Page:Falret - Études cliniques sur les maladies mentales et nerveuses, 1890.djvu/107

Le texte de cette page a été corrigé et est conforme au fac-similé.
 Les corrections sont expliquées en page de discussion

« Les maniaques et les monomaniaques, dit-il, n’ont, dans ce cas, ni la même énergie d’attention, ni la même force d’association des idées, ni la même ténacité de résolution, ni la même opiniâtreté de résistance. » Il ajoute, à propos d’une observation particulière, qu’il lui est arrivé de pronostiquer une paralysie générale chez un aliéné, parce qu’il suffisait de lui faire une promesse pour le calmer et pour le faire renoncer aux projets auxquels il paraissait le plus fortement tenir. Quelques pages auparavant, il avait déjà fait une réflexion analogue à propos d’un autre malade qu’il avait jugé paralytique, par suite de la trop grande facilité avec laquelle il avait consenti à son séjour dans une maison de santé.

Plusieurs autres auteurs ont exprimé la même pensée presque dans les mêmes termes. Mais ce n’est pas ici le lieu d’entrer dans un historique détaillé à cet égard ; je dirai seulement que M. Baillarger a constaté le même fait de la manière suivante : « Les monomanes ordinaires diffèrent des monomanes paralytiques par leur opiniâtreté à soutenir leurs idées ; les monomanes paralytiques, au contraire, à cause de la perte de la mémoire, n’ont pas de suite dans les idées, ils font des erreurs grossières et se contredisent à chaque instant ».

Le Dr Ducheck, de Prague[1], s’est exprimé plus catégoriquement encore ; mais là se borne à peu près ce que les auteurs ont dit à ce sujet.

Les caractères spéciaux du délire paralytique nous semblent mériter de bien plus longs développements.
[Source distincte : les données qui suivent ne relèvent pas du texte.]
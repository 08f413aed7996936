//! Concurrent callers sharing one dispatcher.

use arix::{Bar, Diagnostics, IntoArgs, Value, batch::dispatch_all, testing::CountingHandler};
use futures::future::join_all;
use std::sync::Arc;

#[tokio::test]
async fn test_dispatch_all_preserves_order() {
    let bar = Bar::with_diagnostics(Diagnostics::Silent);
    let calls = vec![
        (4, 5, 6, 7).into_args(),
        (4,).into_args(),
        (8, 9).into_args(),
        ().into_args(),
    ];

    let results = dispatch_all(&bar, &calls).await;

    let tags: Vec<Option<Value>> = results.into_iter().map(Result::ok).collect();
    assert_eq!(
        tags,
        vec![
            Some(Value::from("Bar_2_VA")),
            Some(Value::from("Bar_1")),
            Some(Value::from("Bar_2")),
            None,
        ]
    );
}

#[tokio::test]
async fn test_async_dispatch_matches_sync() {
    use arix::{AsyncDispatcher, Dispatcher};

    let bar = Bar::with_diagnostics(Diagnostics::Silent);
    let calls: Vec<Vec<Value>> = (1..6).map(|n| (0..n).map(Value::Int).collect()).collect();

    let futures = calls.iter().map(|args| bar.dispatch_async(args));
    let async_results = join_all(futures).await;

    for (args, result) in calls.iter().zip(async_results) {
        assert_eq!(result.unwrap(), bar.dispatch(args).unwrap());
    }
}

#[test]
fn test_threads_share_dispatcher() {
    let counter = CountingHandler::new("hit");
    let dispatcher = Arc::new(
        arix::ArityDispatcher::builder()
            .unary_handler(counter.clone())
            .binary_handler(counter.clone())
            .variadic_handler(counter.clone())
            .build(),
    );

    std::thread::scope(|s| {
        for t in 0..4_i64 {
            let dispatcher = Arc::clone(&dispatcher);
            s.spawn(move || {
                for n in 1..=5 {
                    let args: Vec<Value> = (0..n).map(|i| Value::Int(t * 10 + i)).collect();
                    assert_eq!(dispatcher.dispatch(&args).unwrap(), Value::from("hit"));
                }
            });
        }
    });

    assert_eq!(counter.count(), 20);
}
//! Static dispatch table.
//!
//! A [`DispatchTable`] holds at most one handler per [`ArityClass`]. It is
//! filled once by [`ArityDispatcherBuilder`](crate::dispatcher::ArityDispatcherBuilder)
//! and never changes afterwards.

use arix_core::{
    ArityClass, BinaryHandler, DispatchError, UnaryHandler, Value, VariadicHandler,
};
use std::sync::Arc;

/// A handler stored in a table slot, tagged with its shape.
#[derive(Clone)]
pub enum Entry {
    /// Handler for exactly one argument.
    Unary(Arc<dyn UnaryHandler>),
    /// Handler for exactly two arguments.
    Binary(Arc<dyn BinaryHandler>),
    /// Handler for two fixed arguments plus a tail.
    Variadic(Arc<dyn VariadicHandler>),
}

impl Entry {
    /// The class this entry serves.
    pub const fn class(&self) -> ArityClass {
        match self {
            Entry::Unary(_) => ArityClass::Unary,
            Entry::Binary(_) => ArityClass::Binary,
            Entry::Variadic(_) => ArityClass::Variadic,
        }
    }

    /// Unpack `args` into this entry's shape and invoke the handler.
    ///
    /// Returns [`DispatchError::UnsupportedArity`] when `args` does not fit
    /// the shape. A variadic entry accepts an empty tail.
    pub fn apply(&self, args: &[Value]) -> Result<Value, DispatchError> {
        let result = match (self, args) {
            (Entry::Unary(h), [x]) => UnaryHandler::call(&**h, x),
            (Entry::Binary(h), [x, y]) => BinaryHandler::call(&**h, x, y),
            (Entry::Variadic(h), [x, y, rest @ ..]) => VariadicHandler::call(&**h, x, y, rest),
            _ => {
                return Err(DispatchError::UnsupportedArity { arity: args.len() });
            }
        };
        result.map_err(|source| DispatchError::Handler {
            class: self.class(),
            source,
        })
    }
}

impl std::fmt::Debug for Entry {
    fn fmt(&self, f: &mut std::fmt::Formatter<'_>) -> std::fmt::Result {
        f.debug_tuple("Entry").field(&self.class()).finish()
    }
}

/// One slot per [`ArityClass`].
#[derive(Clone, Debug, Default)]
pub struct DispatchTable {
    slots: [Option<Entry>; ArityClass::COUNT],
}

impl DispatchTable {
    /// Create an empty table.
    pub fn new() -> Self {
        Self::default()
    }

    /// Store `entry` in its class slot, returning the entry it replaced.
    pub fn insert(&mut self, entry: Entry) -> Option<Entry> {
        self.slots[entry.class().index()].replace(entry)
    }

    /// The entry registered for `class`.
    pub fn entry(&self, class: ArityClass) -> Option<&Entry> {
        self.slots[class.index()].as_ref()
    }

    /// The unary handler, if registered.
    pub fn unary(&self) -> Option<&dyn UnaryHandler> {
        match self.entry(ArityClass::Unary) {
            Some(Entry::Unary(h)) => Some(&**h),
            _ => None,
        }
    }

    /// The binary handler, if registered.
    pub fn binary(&self) -> Option<&dyn BinaryHandler> {
        match self.entry(ArityClass::Binary) {
            Some(Entry::Binary(h)) => Some(&**h),
            _ => None,
        }
    }

    /// The variadic handler, if registered.
    pub fn variadic(&self) -> Option<&dyn VariadicHandler> {
        match self.entry(ArityClass::Variadic) {
            Some(Entry::Variadic(h)) => Some(&**h),
            _ => None,
        }
    }

    /// Number of registered handlers.
    pub fn len(&self) -> usize {
        self.slots.iter().flatten().count()
    }

    /// Whether no handler is registered.
    pub fn is_empty(&self) -> bool {
        self.len() == 0
    }
}
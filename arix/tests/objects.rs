//! Object helpers.

use arix::{
    ObjectError, Value,
    object::{create, for_each},
};
use std::collections::BTreeMap;

#[test]
fn test_create_and_iterate() {
    let obj = create(&[
        Value::from("name"),
        Value::from("bar"),
        Value::from("arity"),
        Value::Int(2),
        Value::from("tail"),
        Value::from(vec![4, 5]),
    ])
    .unwrap();

    let mut seen = BTreeMap::new();
    let mut visits = 0;
    for_each(&obj, |k, v, whole| {
        visits += 1;
        assert!(whole.contains_key(k));
        seen.insert(k.to_string(), v.to_string())
    });

    assert_eq!(visits, 3);
    assert_eq!(seen["name"], "bar");
    assert_eq!(seen["arity"], "2");
    assert_eq!(seen["tail"], "[4 5]");
}

#[test]
fn test_create_errors() {
    assert!(matches!(
        create(&[Value::Int(1), Value::Int(2)]),
        Err(ObjectError::NonStringKey { index: 0, .. })
    ));
    assert!(matches!(
        create(&[Value::from("only")]),
        Err(ObjectError::MissingValue { .. })
    ));
}

#[test]
fn test_for_each_on_empty_object() {
    let obj = create(&[]).unwrap();
    let mut visits = 0;
    for_each(&obj, |_, _, _| visits += 1);
    assert_eq!(visits, 0);
}
//! Key/value objects.

use arix_core::{ObjectError, Value};
use std::collections::HashMap;

/// A string-keyed mapping of values. Iteration order is unspecified.
pub type Object = HashMap<String, Value>;

/// Build an [`Object`] from alternating keys and values.
///
/// Keys must be strings. A later pair with the same key overwrites an earlier
/// one.
///
/// # Example
/// ```
/// use arix_core::Value;
/// use arix_std::object::create;
///
/// let obj = create(&[Value::from("a"), Value::Int(1), Value::from("b"), Value::Int(2)])?;
/// assert_eq!(obj["b"], Value::Int(2));
/// # Ok::<(), arix_core::ObjectError>(())
/// ```
pub fn create(keyvals: &[Value]) -> Result<Object, ObjectError> {
    let mut obj = Object::with_capacity(keyvals.len() / 2);
    for (index, key) in keyvals.iter().enumerate().step_by(2) {
        let key = key.as_str().ok_or(ObjectError::NonStringKey {
            index,
            found: key.kind(),
        })?;
        let value = keyvals
            .get(index + 1)
            .ok_or_else(|| ObjectError::MissingValue {
                key: key.to_owned(),
            })?;
        obj.insert(key.to_owned(), value.clone());
    }
    Ok(obj)
}

/// Call `f(key, value, obj)` for every entry of `obj`.
///
/// Whatever `f` returns is discarded.
pub fn for_each<F, R>(obj: &Object, mut f: F)
where
    F: FnMut(&str, &Value, &Object) -> R,
{
    for (key, value) in obj {
        let _ = f(key, value, obj);
    }
}
//! # Handlers
//!
//! A handler is the unit of behavior bound to one [`ArityClass`]. There is one
//! trait per shape, so a handler receives its arguments already decomposed:
//!
//! | Trait | Class | Arguments |
//! |-------|-------|-----------|
//! | [`UnaryHandler`] | `Unary` | `x` |
//! | [`BinaryHandler`] | `Binary` | `x, y` |
//! | [`VariadicHandler`] | `Variadic` | `x, y, rest` |
//!
//! Every trait has a blanket implementation for plain closures of the matching
//! signature. Handlers must not keep state between calls that would make two
//! concurrent dispatches observe each other.
//!
//! [`ArityClass`]: crate::ArityClass

use crate::{error::BoxError, value::Value};

/// A handler for calls with exactly one argument.
#[diagnostic::on_unimplemented(
    message = "`{Self}` is not a unary handler",
    label = "missing `UnaryHandler` implementation",
    note = "Closures of type `Fn(&Value) -> Result<Value, BoxError>` implement it automatically."
)]
pub trait UnaryHandler: Send + Sync + 'static {
    /// Executes the handler.
    fn call(&self, x: &Value) -> Result<Value, BoxError>;
}

/// A handler for calls with exactly two arguments.
#[diagnostic::on_unimplemented(
    message = "`{Self}` is not a binary handler",
    label = "missing `BinaryHandler` implementation",
    note = "Closures of type `Fn(&Value, &Value) -> Result<Value, BoxError>` implement it automatically."
)]
pub trait BinaryHandler: Send + Sync + 'static {
    /// Executes the handler.
    fn call(&self, x: &Value, y: &Value) -> Result<Value, BoxError>;
}

/// A handler for two fixed arguments plus an ordered tail.
///
/// The tail may be empty when the handler is invoked directly; a dispatcher
/// only routes here when at least one tail element is present.
#[diagnostic::on_unimplemented(
    message = "`{Self}` is not a variadic handler",
    label = "missing `VariadicHandler` implementation",
    note = "Closures of type `Fn(&Value, &Value, &[Value]) -> Result<Value, BoxError>` implement it automatically."
)]
pub trait VariadicHandler: Send + Sync + 'static {
    /// Executes the handler.
    fn call(&self, x: &Value, y: &Value, rest: &[Value]) -> Result<Value, BoxError>;
}

// Blanket impls for closures

impl<F> UnaryHandler for F
where
    F: Fn(&Value) -> Result<Value, BoxError> + Send + Sync + 'static,
{
    fn call(&self, x: &Value) -> Result<Value, BoxError> {
        (self)(x)
    }
}

impl<F> BinaryHandler for F
where
    F: Fn(&Value, &Value) -> Result<Value, BoxError> + Send + Sync + 'static,
{
    fn call(&self, x: &Value, y: &Value) -> Result<Value, BoxError> {
        (self)(x, y)
    }
}

impl<F> VariadicHandler for F
where
    F: Fn(&Value, &Value, &[Value]) -> Result<Value, BoxError> + Send + Sync + 'static,
{
    fn call(&self, x: &Value, y: &Value, rest: &[Value]) -> Result<Value, BoxError> {
        (self)(x, y, rest)
    }
}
Ils nous paraissent importants à signaler avec détails, non seulement pour la description exacte de la maladie, mais surtout comme moyen pratique de diagnostic et de pronostic, qui peut souvent devenir pour le médecin aussi utile que l’embarras de la parole lui-même. Je suis loin certainement de nier l’importance extrême de ce dernier signe, mais je pense qu’il ne peut pas toujours suffire à lui seul, que dans certains cas ou certains moments, il peut faire défaut et être alors suppléé avantageusement par les signes tirés de l’étude détaillée des phénomènes psychiques, et que, dans tous les cas, il est des circonstances difficiles où la réunion de ces deux ordres de phénomènes est loin d’être superflue pour le diagnostic ou le pronostic de la paralysie générale.

  1. Ducheck, Mémoire sur la démence avec paralysie. (Vierteljahrsschrift für praktisch Medicin ; Prag., 1851.)